# Cape May area report



## fishhead (Oct 18, 2004)

Greetings from the Cape May internet cafe 

Hanging with friends and family mostly.

Did a little morning fishing at a couple blocks from Poverty Beach ... 7-8:15am on Monday ... fishbites for bait on a kingfish rig ... nothing happening.

Checked out the culvert near Two Mile Inn ... a few crabs being caught .. nothing much.

Tuesday ... Sunset Beach ... talked to a gent who said his 7yr old grandson caught a 16" trout and also a 13" (released) on Monday.
I fished 3 hrs with gulp mullets on a flounder double rig ... a BIG nada, but nice laid back day at the beach.

Well, storms are coming, so not sure when I'll get to do some real fishing ... I'll shoot for maybe the $1 bridge north of town on Friday, or maybe the south end of Stone Harbor or Wildwood sea wall ... I'm leaning towards the bridge at this point.

More reports (skunk or not) in a couple days.


----------



## fish01265 (Mar 14, 2001)

Keep us posted !!!!


----------



## RuddeDogg (Mar 20, 2004)

Poverty beach has been starting to heat up again. Bait of choice is clams.


----------



## fishhead (Oct 18, 2004)

Got into some dink stripes at the Two Mile Inn culvert one morning ... otherwise it was "family time" for this vacation.

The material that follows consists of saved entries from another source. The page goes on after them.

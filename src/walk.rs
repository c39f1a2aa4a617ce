//! Locating the item a CBOR-pointer addresses, without decoding the document.
//!
//! Each step reads one container header, then skips children with [`item_end`] until
//! the segment's index or key is reached. Tag 55799 in front of a container is
//! transparent.

use crate::error::{err, Error, ErrorCode};
use crate::json::unescape;
use crate::pointer::Segments;
use crate::pool::Scratch;
use crate::sink::VecSink;
use crate::value::tag;
use crate::wire::{
    item_end, read_len, read_string, read_u8, read_uint, split, BREAK, MAJOR_ARRAY, MAJOR_MAP,
    MAJOR_TAG, MAJOR_TEXT,
};

/// The shape of a container header.
#[derive(Debug, Clone, Copy, PartialEq, Eq)]
pub(crate) enum Kind {
    Array,
    Map,
}

/// A container located in the document.
#[derive(Debug, Clone, Copy)]
pub(crate) struct Container {
    pub kind: Kind,
    /// Offset of the header byte.
    pub header: usize,
    /// Offset of the first child.
    pub body: usize,
    /// Element count for arrays, pair count for maps; `None` when indefinite.
    pub count: Option<usize>,
}

impl Container {
    /// Read the container header at `at`, skipping self-describe tags.
    pub(crate) fn read(doc: &[u8], at: usize) -> Result<Self, Error> {
        let mut pos = at;
        loop {
            let off = pos;
            let (major, ai) = split(read_u8(doc, &mut pos)?);
            let kind = match major {
                MAJOR_ARRAY => Kind::Array,
                MAJOR_MAP => Kind::Map,
                MAJOR_TAG if read_uint(doc, &mut pos, ai, off)? == tag::SELF_DESCRIBE => continue,
                _ => return Err(err(ErrorCode::NotAContainer, off)),
            };
            let count = read_len(doc, &mut pos, ai, off)?;
            return Ok(Self {
                kind,
                header: off,
                body: pos,
                count,
            });
        }
    }

    /// Offset where the next child would be appended: the break-stop of an indefinite
    /// container, or the end of the last child.
    pub(crate) fn items_end(&self, doc: &[u8]) -> Result<usize, Error> {
        let end = item_end(doc, self.header)?;
        Ok(if self.count.is_none() { end - 1 } else { end })
    }

    /// Whether `pos` sits past the last child.
    fn at_end(&self, doc: &[u8], pos: usize, seen: usize) -> Result<bool, Error> {
        match self.count {
            Some(n) => Ok(seen == n),
            None => match doc.get(pos) {
                Some(&BREAK) => Ok(true),
                Some(_) => Ok(false),
                None => Err(err(ErrorCode::UnexpectedEof, pos)),
            },
        }
    }
}

/// The child slot a pointer resolved to.
#[derive(Debug, Clone, Copy)]
pub(crate) struct Slot {
    /// The directly enclosing container; `None` for the root.
    pub parent: Option<Container>,
    /// Start of the entry: the key for map pairs, the value for array elements.
    pub entry: usize,
    pub value_start: usize,
    pub value_end: usize,
}

/// The outcome of a walk.
#[derive(Debug, Clone, Copy)]
pub(crate) enum Target {
    Found(Slot),
    /// The final segment names a key absent from `parent`.
    MissingKey { parent: Container },
}

/// Parse an array index segment; `-` resolves to `None`.
pub(crate) fn parse_index(seg: &[u8], off: usize) -> Result<Option<usize>, Error> {
    match seg {
        b"-" => Ok(None),
        [b'0'] => Ok(Some(0)),
        [b'1'..=b'9', rest @ ..] if rest.iter().all(u8::is_ascii_digit) => {
            let mut n: usize = 0;
            for &d in seg {
                n = n
                    .checked_mul(10)
                    .and_then(|n| n.checked_add(usize::from(d - b'0')))
                    .ok_or_else(|| err(ErrorCode::IndexOutOfRange, off))?;
            }
            Ok(Some(n))
        }
        _ => Err(err(ErrorCode::BadIndex, off)),
    }
}

/// Compare a map key item at `*pos` with `seg`, advancing past the key.
fn key_matches(
    doc: &[u8],
    pos: &mut usize,
    seg: &[u8],
    scratch: &mut Scratch,
) -> Result<bool, Error> {
    let off = *pos;
    let ib = *doc
        .get(off)
        .ok_or_else(|| err(ErrorCode::UnexpectedEof, off))?;
    let (major, ai) = split(ib);
    match major {
        MAJOR_TEXT => Ok(read_string(doc, pos)? == seg),
        MAJOR_TAG => {
            *pos += 1;
            if read_uint(doc, pos, ai, off)? != tag::JSON_STRING {
                return Err(err(ErrorCode::MapKeyMustBeText, off));
            }
            let raw = read_string(doc, pos)?;
            if !raw.contains(&b'\\') {
                return Ok(raw == seg);
            }
            scratch.clear();
            unescape(&mut VecSink::new(scratch), raw, off)?;
            Ok(scratch.as_slice() == seg)
        }
        _ => Err(err(ErrorCode::MapKeyMustBeText, off)),
    }
}

fn find_in_array(doc: &[u8], c: Container, seg: &[u8], off: usize) -> Result<Slot, Error> {
    let index = parse_index(seg, off)?;
    let mut pos = c.body;
    let mut seen = 0;
    let mut last = None;
    while !c.at_end(doc, pos, seen)? {
        let end = item_end(doc, pos)?;
        if index == Some(seen) {
            return Ok(Slot {
                parent: Some(c),
                entry: pos,
                value_start: pos,
                value_end: end,
            });
        }
        last = Some((pos, end));
        pos = end;
        seen += 1;
    }
    match (index, last) {
        (None, Some((start, end))) => Ok(Slot {
            parent: Some(c),
            entry: start,
            value_start: start,
            value_end: end,
        }),
        _ => Err(err(ErrorCode::IndexOutOfRange, off)),
    }
}

fn find_in_map(
    doc: &[u8],
    c: Container,
    seg: &[u8],
    scratch: &mut Scratch,
) -> Result<Option<Slot>, Error> {
    let mut pos = c.body;
    let mut seen = 0;
    while !c.at_end(doc, pos, seen)? {
        let entry = pos;
        let hit = key_matches(doc, &mut pos, seg, scratch)?;
        let end = item_end(doc, pos)?;
        if hit {
            return Ok(Some(Slot {
                parent: Some(c),
                entry,
                value_start: pos,
                value_end: end,
            }));
        }
        pos = end;
        seen += 1;
    }
    Ok(None)
}

/// Resolve `segs` against the document item starting at offset 0.
///
/// With `upsert`, an absent final map key yields [`Target::MissingKey`] instead of
/// `KeyNotFound`.
pub(crate) fn locate(doc: &[u8], segs: &Segments, upsert: bool) -> Result<Target, Error> {
    let mut slot = Slot {
        parent: None,
        entry: 0,
        value_start: 0,
        value_end: item_end(doc, 0)?,
    };
    let mut scratch = Scratch::acquire();
    for i in 0..segs.len() {
        let seg = segs.get(i);
        let at = slot.value_start;
        let c = Container::read(doc, at)?;
        slot = match c.kind {
            Kind::Array => find_in_array(doc, c, seg, at)?,
            Kind::Map => match find_in_map(doc, c, seg, &mut scratch)? {
                Some(found) => found,
                None if upsert && i + 1 == segs.len() => {
                    return Ok(Target::MissingKey { parent: c })
                }
                None => return Err(err(ErrorCode::KeyNotFound, at)),
            },
        };
    }
    Ok(Target::Found(slot))
}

Took the fam around the harbor, inlet, etc on Friday ... a beautiful morning on the water.

I'll give Poverty a shot in mid-August when I'm down with "da boys"


----------



## saltandsand (Nov 29, 2007)

Thanks alot for the report!


----------



## RuddeDogg (Mar 20, 2004)

Hey Bob sorry I missed ya this time out. Hit me up in august when ya come down.


----------



## davehunt (Mar 27, 2003)

Fished the WW Crest beach on Sunday at 6AM, decided to give bunker chunks one more try. Hung a head on a fishfinder rig and cast it out. Picked up another rod and started casting a kingfish rig, Only retrieved about half way when the other reel started singing!! I took it out of free spool and it kept peeling line!! I figured I had the drag set to light so I thumbed the reel and held the rod tip up, fish kept going!! I got too excited and put to much pressure and it broke me off!! Never got a peak but I assume a dogfish.

Finished reeling in my kingfish rig, re-rigged with another fishfinder and sent out another bunker head. Went back casting the kingfish rig, made about half a dozen cast when the other reel starting humming again! About a 10 minute fight, the fish took me back and forth several times. kept peeling of line every time I started to gain on it.
Finally started to get it in and saw that it was another dogggie. I got lazy and instead of walking out to the fish I tried pulling him accross the bar and had another break off!! Good fun!!
An older man walking the beach told me that doggies with a couple of kins mixed in were caught on Diamond beach


----------



## saltandsand (Nov 29, 2007)

Dave, Thanks for the report.... dang that's our usual area about this time of year but we changed plans this year. Tight lines.


----------